Fiction Friday: Harvesting Hope (formerly The Farmers’ Sons) Chapter 13

I almost didn’t post this chapter this week because it will probably be changed, maybe even gutted, before the final publication later this summer. I knew if I didn’t post today, though, I would lose my consecutive posting streak. Today makes eight days straight of posting. Amazing, right? No, it isn’t. I know. My life is sad. *wink*

Seriously, though, it is possible this chapter will change quite a bit before publication. If you would like to catch up and read the previous chapters I have posted here, you can click HERE.

For those who are new here, I post a chapter from a fiction story I am working on every Friday and somewhere down the road I publish the chapters as a full novel on Amazon and Barnes and Noble (and sometimes other digital services).

You can catch the first book in this series on Amazon.


Chapter 13

“Come on, Ells Bells.” Judi’s tone was mocking “You can’t be angry at me forever.”
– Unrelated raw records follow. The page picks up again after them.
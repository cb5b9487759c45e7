use thiserror::Error;

#[derive(Error, Debug)]
pub enum RepoLikesError {
    #[error("Repository API error: {0}")]
    ApiError(String),

    #[error("Invalid API base URL: {0}")]
    InvalidBaseUrl(String),

    #[error("Network error: {0}")]
    NetworkError(#[from] reqwest::Error),

    #[error("JSON parsing error: {0}")]
    JsonError(#[from] serde_json::Error),

    #[error("IO error: {0}")]
    IoError(#[from] std::io::Error),

    #[error("Actor error: {0}")]
    ActorError(String),

    #[error("Resource not found: {0}")]
    NotFound(String),
}

pub type Result<T> = std::result::Result<T, RepoLikesError>;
Ellie’s hands tightened on the steering wheel and her jaw tightened. Why did her sister have to be such an immature jerk all the time?

Judi pulled her hair into a ponytail. “I’m going with you to help Dad milk cows. At 4 a.m. This makes up for me not being at the hospital, right? You can lighten up now.”
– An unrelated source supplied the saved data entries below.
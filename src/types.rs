use serde::{Deserialize, Serialize};
use std::fmt;
use thiserror::Error;

/// Server-assigned repository identifier.
///
/// The backend may hand out numeric or string ids; both are accepted as-is and
/// compared strictly, so `1` and `"1"` never match each other.
#[derive(Debug, Clone, PartialEq, Eq, Hash, Serialize, Deserialize)]
#[serde(untagged)]
pub enum RepositoryId {
    Number(u64),
    Text(String),
}

impl fmt::Display for RepositoryId {
    fn fmt(&self, f: &mut fmt::Formatter<'_>) -> fmt::Result {
        match self {
            RepositoryId::Number(n) => write!(f, "{}", n),
            RepositoryId::Text(s) => f.write_str(s),
        }
    }
}

impl From<u64> for RepositoryId {
    fn from(value: u64) -> Self {
        RepositoryId::Number(value)
    }
}

impl From<&str> for RepositoryId {
    fn from(value: &str) -> Self {
        RepositoryId::Text(value.to_string())
    }
}

impl From<String> for RepositoryId {
    fn from(value: String) -> Self {
        RepositoryId::Text(value)
    }
}

impl RepositoryId {
    /// Parse an id typed on the command line. All-digit input becomes a numeric id.
    pub fn parse_cli(input: &str) -> Self {
        let trimmed = input.trim();
        match trimmed.parse::<u64>() {
            Ok(n) => RepositoryId::Number(n),
            Err(_) => RepositoryId::Text(trimmed.to_string()),
        }
    }
}

/// One repository entry as served by `GET /repositories`
#[derive(Debug, Clone, PartialEq, Eq, Serialize, Deserialize)]
pub struct RepositoryRecord {
    pub id: RepositoryId,
    pub title: String,
    #[serde(default, skip_serializing_if = "String::is_empty")]
    pub url: String,
    #[serde(default)]
    pub techs: Vec<String>,
    #[serde(default)]
    pub likes: u64,
}

/// Failure branch of a like round-trip
#[derive(Debug, Clone, PartialEq, Eq, Error)]
#[error("Failed to like repository {id}: {reason}")]
pub struct LikeFailure {
    pub id: RepositoryId,
    pub reason: String,
}

pub type LikeOutcome = std::result::Result<RepositoryRecord, LikeFailure>;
And you can be quiet now, Judi.

She chose not to respond out loud, instead pushing her foot down on the accelerator to make the trip go faster. She was too tired to deal with Judi.

Fortunately, Judi popped her earbuds in for the rest of the trip. Unfortunately, she sang along to her music loudly and off-key.

There wasn’t any time to talk to Judi once they arrived at the farm and Ellie was grateful for that. Their dad was already in the barn and Jason’s truck was in the driveway. She sent Judi to prepare the feed for the calves. That should keep her busy. And quiet even longer.

Jason had been coming every morning and afternoon since the accident, even though her dad had told him he and Patrick could handle it. As far as she understood from her dad, he was helping with the milking at their farm and then heading back to his farm to help Molly and Alex, putting in a full day on both Tanner’s farms and the farm store, and also going on some calls with the fire department.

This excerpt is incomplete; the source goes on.